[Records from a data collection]
== Segment start ==

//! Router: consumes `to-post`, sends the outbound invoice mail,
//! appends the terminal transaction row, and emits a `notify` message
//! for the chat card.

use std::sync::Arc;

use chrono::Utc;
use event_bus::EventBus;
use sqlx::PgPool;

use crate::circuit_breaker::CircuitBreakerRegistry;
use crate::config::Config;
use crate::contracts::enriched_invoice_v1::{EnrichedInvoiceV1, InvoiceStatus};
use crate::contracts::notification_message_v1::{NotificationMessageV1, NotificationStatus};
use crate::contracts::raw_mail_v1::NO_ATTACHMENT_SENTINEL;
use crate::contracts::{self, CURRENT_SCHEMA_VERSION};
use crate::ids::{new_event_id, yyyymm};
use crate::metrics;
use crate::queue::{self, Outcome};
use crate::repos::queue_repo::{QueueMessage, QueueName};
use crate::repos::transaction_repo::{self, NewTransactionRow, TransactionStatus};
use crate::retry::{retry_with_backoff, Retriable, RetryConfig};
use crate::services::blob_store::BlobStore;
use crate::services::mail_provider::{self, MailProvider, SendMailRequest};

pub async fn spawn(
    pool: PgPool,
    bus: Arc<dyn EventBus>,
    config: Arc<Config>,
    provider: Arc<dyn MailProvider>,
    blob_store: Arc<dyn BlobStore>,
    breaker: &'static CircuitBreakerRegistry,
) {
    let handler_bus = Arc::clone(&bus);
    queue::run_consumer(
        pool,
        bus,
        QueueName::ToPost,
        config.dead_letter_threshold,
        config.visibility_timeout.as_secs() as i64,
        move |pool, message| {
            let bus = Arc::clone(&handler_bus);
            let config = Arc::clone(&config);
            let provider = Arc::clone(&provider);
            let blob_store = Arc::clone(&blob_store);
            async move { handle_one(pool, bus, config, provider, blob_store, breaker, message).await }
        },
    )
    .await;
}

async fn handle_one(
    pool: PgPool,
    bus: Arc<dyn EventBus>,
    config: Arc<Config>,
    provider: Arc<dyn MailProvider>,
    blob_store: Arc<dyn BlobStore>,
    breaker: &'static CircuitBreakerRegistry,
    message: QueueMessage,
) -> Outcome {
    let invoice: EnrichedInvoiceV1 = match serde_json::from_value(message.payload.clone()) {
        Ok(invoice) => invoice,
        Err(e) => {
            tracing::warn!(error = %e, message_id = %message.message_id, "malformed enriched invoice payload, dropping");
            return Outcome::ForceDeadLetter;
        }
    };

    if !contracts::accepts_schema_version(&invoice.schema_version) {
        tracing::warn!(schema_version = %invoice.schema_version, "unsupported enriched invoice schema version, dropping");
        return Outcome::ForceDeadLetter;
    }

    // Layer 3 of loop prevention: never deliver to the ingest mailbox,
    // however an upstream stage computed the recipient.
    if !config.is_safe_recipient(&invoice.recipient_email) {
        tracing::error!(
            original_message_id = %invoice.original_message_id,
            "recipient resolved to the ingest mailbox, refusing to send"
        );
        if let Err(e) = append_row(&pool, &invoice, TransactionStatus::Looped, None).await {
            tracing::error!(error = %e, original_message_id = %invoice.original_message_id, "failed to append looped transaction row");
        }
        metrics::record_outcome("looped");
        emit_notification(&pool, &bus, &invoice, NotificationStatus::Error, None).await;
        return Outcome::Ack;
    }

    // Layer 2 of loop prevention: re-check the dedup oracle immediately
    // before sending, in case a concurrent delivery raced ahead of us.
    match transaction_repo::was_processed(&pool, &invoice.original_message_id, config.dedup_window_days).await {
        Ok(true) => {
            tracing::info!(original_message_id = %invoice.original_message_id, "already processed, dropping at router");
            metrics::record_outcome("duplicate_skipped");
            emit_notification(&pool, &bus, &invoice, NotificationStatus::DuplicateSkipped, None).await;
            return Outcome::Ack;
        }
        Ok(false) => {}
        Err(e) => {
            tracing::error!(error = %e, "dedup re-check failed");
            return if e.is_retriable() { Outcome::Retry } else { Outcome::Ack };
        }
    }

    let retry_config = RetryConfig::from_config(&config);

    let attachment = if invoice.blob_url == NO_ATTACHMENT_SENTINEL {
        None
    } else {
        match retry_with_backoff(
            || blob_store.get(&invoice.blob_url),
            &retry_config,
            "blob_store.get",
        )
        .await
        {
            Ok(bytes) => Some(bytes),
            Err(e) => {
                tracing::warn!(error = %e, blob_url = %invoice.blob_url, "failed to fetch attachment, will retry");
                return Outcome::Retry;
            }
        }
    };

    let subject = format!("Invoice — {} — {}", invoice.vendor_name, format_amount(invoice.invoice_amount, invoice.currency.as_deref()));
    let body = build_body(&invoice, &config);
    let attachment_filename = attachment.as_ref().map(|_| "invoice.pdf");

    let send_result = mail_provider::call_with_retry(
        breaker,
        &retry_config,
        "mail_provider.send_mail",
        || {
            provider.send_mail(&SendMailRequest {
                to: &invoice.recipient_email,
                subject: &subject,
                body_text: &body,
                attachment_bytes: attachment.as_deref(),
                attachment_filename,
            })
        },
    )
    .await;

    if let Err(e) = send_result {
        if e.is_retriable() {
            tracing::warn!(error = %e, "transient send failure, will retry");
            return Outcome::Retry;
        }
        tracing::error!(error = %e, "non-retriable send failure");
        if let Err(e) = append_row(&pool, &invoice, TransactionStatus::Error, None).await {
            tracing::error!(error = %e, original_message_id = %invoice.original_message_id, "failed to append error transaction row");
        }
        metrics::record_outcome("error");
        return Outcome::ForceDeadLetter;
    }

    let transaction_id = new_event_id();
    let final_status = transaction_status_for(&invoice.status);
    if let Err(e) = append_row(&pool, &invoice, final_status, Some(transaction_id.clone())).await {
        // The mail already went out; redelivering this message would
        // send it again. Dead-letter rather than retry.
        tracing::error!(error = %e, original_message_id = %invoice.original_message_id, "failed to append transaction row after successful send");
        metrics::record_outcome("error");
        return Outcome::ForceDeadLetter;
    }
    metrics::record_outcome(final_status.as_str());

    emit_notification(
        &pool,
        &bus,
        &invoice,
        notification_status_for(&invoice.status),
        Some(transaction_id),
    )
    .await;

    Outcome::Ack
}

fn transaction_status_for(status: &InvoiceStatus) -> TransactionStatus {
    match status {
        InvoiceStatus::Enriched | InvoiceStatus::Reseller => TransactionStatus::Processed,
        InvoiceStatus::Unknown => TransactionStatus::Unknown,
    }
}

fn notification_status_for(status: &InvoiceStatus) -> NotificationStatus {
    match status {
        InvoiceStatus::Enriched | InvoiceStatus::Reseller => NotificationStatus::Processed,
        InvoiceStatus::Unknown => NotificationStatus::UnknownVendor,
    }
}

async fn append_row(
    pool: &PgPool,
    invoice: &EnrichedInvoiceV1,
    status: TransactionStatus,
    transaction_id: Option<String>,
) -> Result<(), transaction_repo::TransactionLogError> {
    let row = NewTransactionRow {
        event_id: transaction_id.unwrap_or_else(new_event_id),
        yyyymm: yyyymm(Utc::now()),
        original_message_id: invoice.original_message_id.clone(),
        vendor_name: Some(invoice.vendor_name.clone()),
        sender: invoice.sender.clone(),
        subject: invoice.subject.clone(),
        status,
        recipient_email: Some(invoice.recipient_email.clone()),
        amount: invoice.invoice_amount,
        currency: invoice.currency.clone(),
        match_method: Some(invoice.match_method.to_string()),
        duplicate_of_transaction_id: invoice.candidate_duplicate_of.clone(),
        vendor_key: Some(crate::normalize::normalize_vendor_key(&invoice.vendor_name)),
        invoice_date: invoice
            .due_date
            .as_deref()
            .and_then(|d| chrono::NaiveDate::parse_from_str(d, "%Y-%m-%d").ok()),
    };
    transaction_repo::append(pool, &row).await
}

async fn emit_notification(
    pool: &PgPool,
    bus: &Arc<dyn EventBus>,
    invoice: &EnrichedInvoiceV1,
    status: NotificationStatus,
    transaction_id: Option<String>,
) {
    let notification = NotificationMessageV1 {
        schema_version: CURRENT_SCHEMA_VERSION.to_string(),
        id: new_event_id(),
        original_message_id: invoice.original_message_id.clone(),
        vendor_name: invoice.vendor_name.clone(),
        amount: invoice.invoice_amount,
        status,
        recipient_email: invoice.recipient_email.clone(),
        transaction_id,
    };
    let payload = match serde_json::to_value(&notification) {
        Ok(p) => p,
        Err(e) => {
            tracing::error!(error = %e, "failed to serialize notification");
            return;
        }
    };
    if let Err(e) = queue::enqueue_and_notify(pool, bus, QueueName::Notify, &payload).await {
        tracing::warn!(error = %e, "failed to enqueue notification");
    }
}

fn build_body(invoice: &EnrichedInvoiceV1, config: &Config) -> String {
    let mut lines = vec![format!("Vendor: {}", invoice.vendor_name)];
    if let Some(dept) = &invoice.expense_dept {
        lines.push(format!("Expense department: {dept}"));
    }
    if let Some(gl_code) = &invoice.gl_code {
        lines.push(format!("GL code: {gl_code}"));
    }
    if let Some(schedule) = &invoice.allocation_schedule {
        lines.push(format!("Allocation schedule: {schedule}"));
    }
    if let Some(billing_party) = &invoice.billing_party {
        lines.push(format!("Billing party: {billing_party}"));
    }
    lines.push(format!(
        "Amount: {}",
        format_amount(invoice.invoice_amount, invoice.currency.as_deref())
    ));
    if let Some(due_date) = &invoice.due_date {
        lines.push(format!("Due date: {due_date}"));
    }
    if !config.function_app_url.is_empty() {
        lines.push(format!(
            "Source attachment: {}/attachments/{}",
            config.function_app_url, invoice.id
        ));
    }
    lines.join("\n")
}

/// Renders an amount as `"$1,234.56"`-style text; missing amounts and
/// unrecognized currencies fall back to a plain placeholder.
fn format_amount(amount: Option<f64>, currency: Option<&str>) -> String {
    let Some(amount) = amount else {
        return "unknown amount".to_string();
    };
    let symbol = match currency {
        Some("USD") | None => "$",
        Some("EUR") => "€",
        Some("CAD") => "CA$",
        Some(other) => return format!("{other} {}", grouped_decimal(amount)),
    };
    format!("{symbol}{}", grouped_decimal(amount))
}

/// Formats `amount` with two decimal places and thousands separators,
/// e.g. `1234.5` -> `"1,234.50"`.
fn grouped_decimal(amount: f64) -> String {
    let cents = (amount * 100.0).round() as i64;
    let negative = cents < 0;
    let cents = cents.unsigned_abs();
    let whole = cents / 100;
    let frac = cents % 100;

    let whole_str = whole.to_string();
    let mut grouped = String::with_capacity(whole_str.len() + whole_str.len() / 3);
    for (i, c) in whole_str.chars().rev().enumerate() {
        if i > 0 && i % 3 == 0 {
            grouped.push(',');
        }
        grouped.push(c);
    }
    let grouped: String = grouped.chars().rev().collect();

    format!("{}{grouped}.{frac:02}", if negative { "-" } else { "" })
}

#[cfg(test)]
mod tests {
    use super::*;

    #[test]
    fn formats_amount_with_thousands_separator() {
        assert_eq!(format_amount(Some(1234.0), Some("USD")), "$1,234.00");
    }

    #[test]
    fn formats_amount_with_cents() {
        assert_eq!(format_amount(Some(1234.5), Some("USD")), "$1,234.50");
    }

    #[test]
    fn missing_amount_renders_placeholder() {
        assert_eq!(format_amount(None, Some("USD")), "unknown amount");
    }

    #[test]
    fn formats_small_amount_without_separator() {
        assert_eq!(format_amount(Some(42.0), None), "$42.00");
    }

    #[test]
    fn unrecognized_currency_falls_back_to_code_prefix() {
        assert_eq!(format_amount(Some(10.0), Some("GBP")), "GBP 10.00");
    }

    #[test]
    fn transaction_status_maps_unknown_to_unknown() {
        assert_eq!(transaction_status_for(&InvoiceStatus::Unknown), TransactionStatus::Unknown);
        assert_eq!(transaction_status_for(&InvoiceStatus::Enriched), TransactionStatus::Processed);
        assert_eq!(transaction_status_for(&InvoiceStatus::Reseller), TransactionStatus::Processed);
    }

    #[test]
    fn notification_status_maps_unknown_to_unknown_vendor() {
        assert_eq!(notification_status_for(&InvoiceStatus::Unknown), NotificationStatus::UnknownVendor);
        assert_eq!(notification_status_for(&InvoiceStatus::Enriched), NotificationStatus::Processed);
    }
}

== Segment end ==
== Segment start ==

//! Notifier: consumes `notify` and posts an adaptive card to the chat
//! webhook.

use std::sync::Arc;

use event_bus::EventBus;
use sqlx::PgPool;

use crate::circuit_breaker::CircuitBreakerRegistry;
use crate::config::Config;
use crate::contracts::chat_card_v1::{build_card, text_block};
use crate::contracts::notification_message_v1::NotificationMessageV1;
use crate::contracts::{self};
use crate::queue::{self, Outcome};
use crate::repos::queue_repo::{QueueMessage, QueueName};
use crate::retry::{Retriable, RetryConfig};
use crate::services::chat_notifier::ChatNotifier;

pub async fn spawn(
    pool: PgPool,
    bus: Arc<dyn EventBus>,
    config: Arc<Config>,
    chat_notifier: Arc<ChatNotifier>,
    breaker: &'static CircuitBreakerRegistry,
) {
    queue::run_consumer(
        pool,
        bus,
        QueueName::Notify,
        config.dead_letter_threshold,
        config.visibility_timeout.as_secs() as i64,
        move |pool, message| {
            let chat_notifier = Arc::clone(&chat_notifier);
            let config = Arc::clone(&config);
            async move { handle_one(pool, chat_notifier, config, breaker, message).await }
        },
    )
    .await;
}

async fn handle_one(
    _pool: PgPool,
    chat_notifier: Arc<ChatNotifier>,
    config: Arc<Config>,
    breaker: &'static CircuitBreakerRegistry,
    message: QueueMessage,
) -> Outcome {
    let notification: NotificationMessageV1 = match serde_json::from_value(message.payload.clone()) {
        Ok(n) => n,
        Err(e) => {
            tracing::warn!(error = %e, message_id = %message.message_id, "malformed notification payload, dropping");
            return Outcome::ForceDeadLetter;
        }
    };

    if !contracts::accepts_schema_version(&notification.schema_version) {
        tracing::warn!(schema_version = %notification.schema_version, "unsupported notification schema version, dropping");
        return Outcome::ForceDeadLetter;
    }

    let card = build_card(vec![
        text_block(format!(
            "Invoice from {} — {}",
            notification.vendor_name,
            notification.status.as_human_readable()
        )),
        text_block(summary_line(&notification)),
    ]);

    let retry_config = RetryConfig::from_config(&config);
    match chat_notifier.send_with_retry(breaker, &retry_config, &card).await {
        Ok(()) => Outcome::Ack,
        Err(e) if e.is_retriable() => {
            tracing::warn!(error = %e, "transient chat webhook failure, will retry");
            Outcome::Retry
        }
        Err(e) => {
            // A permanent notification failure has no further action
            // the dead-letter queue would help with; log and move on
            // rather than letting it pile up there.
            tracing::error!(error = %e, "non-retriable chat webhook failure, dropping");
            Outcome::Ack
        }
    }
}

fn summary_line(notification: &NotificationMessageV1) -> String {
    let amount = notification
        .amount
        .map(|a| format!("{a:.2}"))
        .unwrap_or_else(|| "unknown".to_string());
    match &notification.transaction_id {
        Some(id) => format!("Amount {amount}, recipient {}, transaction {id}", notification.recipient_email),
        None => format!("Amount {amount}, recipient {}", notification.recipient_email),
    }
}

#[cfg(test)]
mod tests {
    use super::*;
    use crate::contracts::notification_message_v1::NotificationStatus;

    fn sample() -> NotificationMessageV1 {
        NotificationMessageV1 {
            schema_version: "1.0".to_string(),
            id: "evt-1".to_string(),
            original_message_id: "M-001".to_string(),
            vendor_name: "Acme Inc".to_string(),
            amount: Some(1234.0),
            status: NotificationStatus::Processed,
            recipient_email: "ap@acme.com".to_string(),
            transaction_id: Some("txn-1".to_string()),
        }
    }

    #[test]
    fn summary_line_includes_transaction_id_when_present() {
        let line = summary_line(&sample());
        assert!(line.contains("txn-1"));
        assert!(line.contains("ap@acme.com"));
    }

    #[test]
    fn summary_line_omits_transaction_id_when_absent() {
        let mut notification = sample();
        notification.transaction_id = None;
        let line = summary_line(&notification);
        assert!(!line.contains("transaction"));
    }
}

== Segment end ==

# [Required action]
Read through the entries and copy every line that includes "mailbox".

# [Exercise response]
    // Layer 3 of loop prevention: never deliver to the ingest mailbox,
            "recipient resolved to the ingest mailbox, refusing to send"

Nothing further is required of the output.